With prospects of economic stagnation at best, the timidity of European leaders appears more reckless than the gambles of insurgent parties.

Sometimes the European Central Bank dares speak truth to power. The recent flagship annual meeting in Sintra, Portugal, was one such occasion. The bank’s economists presented a very serious projection, claiming eurozone unemployment is to remain in the double-digits even once the recovery cycle completes and demand returns to normal.

Indeed, projections of eurozone GDP growth predict an abysmal average of 1.6% in the period through 2019. And even that, with the optimistic assumption that Ukraine, ISIS, or Grexit- and Brexit-induced financial chaos do not worsen the scenario.

This pairs up with recent worries of secular stagnation, or the idea of a future marked by neglegible growth unable to create jobs and to support the economic redistribution at the basis of a social market economy.

This much for the future. The present we know well. In different parts of Europe it is a mixed bag of mass unemployment, a lost generation, pauperisation of the middle classes, retrenching welfare, and rising xenophobic and anti-European forces, which now include France’s second party and the new President of Poland.

What would serious leadership be in such worrying scenario? It would be to show a credible way out and to build the political alliances necessary to reach it.

But our established leaders seem otherwise occupied. On the one hand, they trump up a narrative of a miracolous recovery to come, a narrative that is undone by their own economic projections and that citizens increasingly refuse to believe.

On the other, they muddle through.

The leaders of France, Germany and Italy have just advanced proposals to improve the functioning of the eurozone. There is much to be done. The divergence between so-called central and peripheral countries cries out for more effective and radically different social and economic policies. Huge democratic gaps wait to be filled, fuelling angst with the EU amongst a majority of its citizens.
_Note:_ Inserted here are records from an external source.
//! Sequence runners: a strict FIFO chain where members run one at a time.

use crate::error::{Result, TaskPoolError};
use crate::scheduler::Shared;
use crate::scheduler::manager::Placement;
use crate::task::handle::channel;
use crate::task::record::TaskInner;
use crate::task::*;
use parking_lot::{ReentrantMutex, ReentrantMutexGuard};
use std::cell::RefCell;
use std::collections::VecDeque;
use std::sync::atomic::{AtomicUsize, Ordering};
use std::sync::{Arc, Weak};
use tracing::debug;

pub(crate) struct RunnerState {
    current: Option<TaskId>,
    queue: VecDeque<Arc<TaskInner>>,
    unregistered: bool,
}

pub(crate) struct RunnerInner {
    pub(crate) id: RunnerId,
    pub(crate) name: Option<String>,
    pub(crate) priority: Priority,
    shared: Weak<Shared>,
    state: ReentrantMutex<RefCell<RunnerState>>,
    holders: AtomicUsize,
}

impl RunnerInner {
    pub(crate) fn new(name: Option<String>, priority: Priority, shared: Weak<Shared>) -> Self {
        Self {
            id: RunnerId::next(),
            name,
            priority,
            shared,
            state: ReentrantMutex::new(RefCell::new(RunnerState {
                current: None,
                queue: VecDeque::new(),
                unregistered: false,
            })),
            holders: AtomicUsize::new(1),
        }
    }

    pub(crate) fn lock(&self) -> ReentrantMutexGuard<'_, RefCell<RunnerState>> {
        self.state.lock()
    }

    pub(crate) fn add_holder(&self) {
        self.holders.fetch_add(1, Ordering::SeqCst);
    }

    pub(crate) fn holders(&self) -> usize {
        self.holders.load(Ordering::SeqCst)
    }

    pub(crate) fn current(&self) -> Option<TaskId> {
        self.lock().borrow().current
    }

    pub(crate) fn queued(&self) -> usize {
        self.lock().borrow().queue.len()
    }

    pub(crate) fn execute(&self, task: &Arc<TaskInner>) -> Result<TaskHandle> {
        let shared = self.shared.upgrade().ok_or(TaskPoolError::Shutdown)?;
        let guard = self.lock();

        if task.is_long_running() || task.is_periodic() {
            return Err(TaskPoolError::validation(format!(
                "task {} is {:?} and cannot join a sequence runner",
                task.id,
                task.task_type()
            )));
        }
        if task.group_id().is_some() {
            return Err(TaskPoolError::validation(format!(
                "task {} belongs to a task group",
                task.id
            )));
        }
        let attached = match task.runner_id() {
            Some(id) if id == self.id => false,
            Some(other) => {
                return Err(TaskPoolError::validation(format!(
                    "task {} belongs to {}",
                    task.id, other
                )));
            }
            None => true,
        };
        if shared.has_dependencies(task.id) {
            return Err(TaskPoolError::validation(format!(
                "sequence member {} cannot have dependencies",
                task.id
            )));
        }

        if attached {
            task.set_runner(self.id);
            task.set_task_type(TaskType::SequenceMember);
        }
        let idle = guard.borrow().current.is_none();
        let placement = if idle { Placement::Ready } else { Placement::Held };
        let (resolver, handle) = channel(task.id.as_u64());
        if let Err(e) = shared.start_execution(task, self.priority, Some(resolver), placement) {
            if attached {
                task.clear_runner();
                task.set_task_type(TaskType::Plain);
            }
            return Err(e);
        }

        {
            let mut st = guard.borrow_mut();
            if idle {
                if task.state() != TaskState::Canceled {
                    st.current = Some(task.id);
                }
            } else {
                st.queue.push_back(task.clone());
            }
        }
        debug!(
            "Task {} submitted to {} ({} queued)",
            task.id,
            self.id,
            guard.borrow().queue.len()
        );
        Ok(handle)
    }

    /// A member finished, failed or was cancelled; start the next one
    pub(crate) fn on_member_done(&self, task: TaskId) {
        let guard = self.lock();
        {
            let mut st = guard.borrow_mut();
            if st.current != Some(task) {
                st.queue.retain(|queued| queued.id != task);
                drop(st);
                self.unregister_if_idle(&guard);
                return;
            }
            st.current = None;
        }

        let shared = self.shared.upgrade();
        loop {
            let next = {
                let mut st = guard.borrow_mut();
                if st.current.is_some() {
                    break;
                }
                match st.queue.pop_front() {
                    Some(next) if next.state() == TaskState::Waiting => {
                        st.current = Some(next.id);
                        next
                    }
                    Some(_) => continue,
                    None => break,
                }
            };
            debug!("{} advancing to task {}", self.id, next.id);
            if let Some(shared) = &shared {
                shared.dispatch_held(&next);
            }
            break;
        }
        self.unregister_if_idle(&guard);
    }

    /// Drop a queued member. Returns whether it was queued.
    pub(crate) fn remove_queued(&self, task: TaskId) -> bool {
        let guard = self.lock();
        let mut st = guard.borrow_mut();
        let before = st.queue.len();
        st.queue.retain(|queued| queued.id != task);
        st.queue.len() != before
    }

    pub(crate) fn drain_queued(&self) -> Vec<Arc<TaskInner>> {
        let guard = self.lock();
        let mut st = guard.borrow_mut();
        st.queue.drain(..).collect()
    }

    pub(crate) fn release_holder(&self) {
        let previous = self.holders.fetch_sub(1, Ordering::SeqCst);
        assert!(previous > 0, "{} released more often than acquired", self.id);
        let guard = self.lock();
        self.unregister_if_idle(&guard);
    }

    fn unregister_if_idle(&self, guard: &ReentrantMutexGuard<'_, RefCell<RunnerState>>) {
        {
            let st = guard.borrow();
            if st.unregistered || st.current.is_some() || !st.queue.is_empty() {
                return;
            }
        }
        let Some(shared) = self.shared.upgrade() else {
            return;
        };
        let mut named = shared.named_runners.lock();
        if self.holders() > 0 {
            return;
        }
        guard.borrow_mut().unregistered = true;
        if let Some(name) = &self.name {
            named.remove(name);
        }
        shared.runners.lock().remove(&self.id);
        debug!("{} released", self.id);
    }
}

/// Runs its members one at a time in submission order.
///
/// Named runners obtained from
/// [`Scheduler::global_sequence_runner`](crate::Scheduler::global_sequence_runner)
/// are shared; each handle counts as one holder.
pub struct SequenceRunner {
    inner: Arc<RunnerInner>,
}

impl SequenceRunner {
    pub(crate) fn new(inner: Arc<RunnerInner>) -> Self {
        Self { inner }
    }

    pub fn id(&self) -> RunnerId {
        self.inner.id
    }

    pub fn name(&self) -> Option<&str> {
        self.inner.name.as_deref()
    }

    pub fn priority(&self) -> Priority {
        self.inner.priority
    }

    /// Task currently executing (or dispatched) on this runner
    pub fn current(&self) -> Option<TaskId> {
        self.inner.current()
    }

    pub fn queued(&self) -> usize {
        self.inner.queued()
    }

    /// Append a task to the chain. It starts right away when the runner is
    /// idle, otherwise after every earlier member has completed.
    pub fn execute(&self, task: &Task) -> Result<TaskHandle> {
        self.inner.execute(task.inner())
    }
}

impl Drop for SequenceRunner {
    fn drop(&mut self) {
        self.inner.release_holder();
    }
}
Decision-making no longer delivers: the paralysis over the hecatombe in the Mediterranean is just the latest example of a system that is institutionally, as well as morally, bankrupt.

But the proposals they have come up with are insulting in their timidity and detachment from reality. They include completing some of the left-overs from last year’s banking union, focussing the work of the European Commission on a more limited number of priorities and challenges, or streamlining the European sememster by which the Commission sends recommendations on the budgets of member states. The Italians came up with the only reasonable proposal of the package: phasing in a European unemployment insurance. Watch it get shot down.

This is the vision that eurozone leaders outline, and this is their plan to emerge from the greatest threat to collective wellbeing in Europe since the second world war.

It would be a farce, if it were not still a tragedy.

And so it is that insurgent parties appear more reasonable than our traditional leaderships. Syriza may be inexperienced, the new mayors of Barcelona or Madrid may have radical backers, social movements may be economically illiterate. But they are able to mobilise citizens for a positive cause of change, recuperating trust in the transformational power of politics and resisting the emergence of xenophobic shortcuts. That’s what good politics looks like.

Most importantly, they are aware of the gravitiy of the situation Europe is in, they are not afraid to outline it publicly, and they show an alternative direction forwards. That is what leadership looks like.

One may agree or disagree with the exact prescriptions that such parties advance. But one thing is certain: they introduce a generational change and ask Europe to face reality. Europe, and its old leaders, badly need to listen.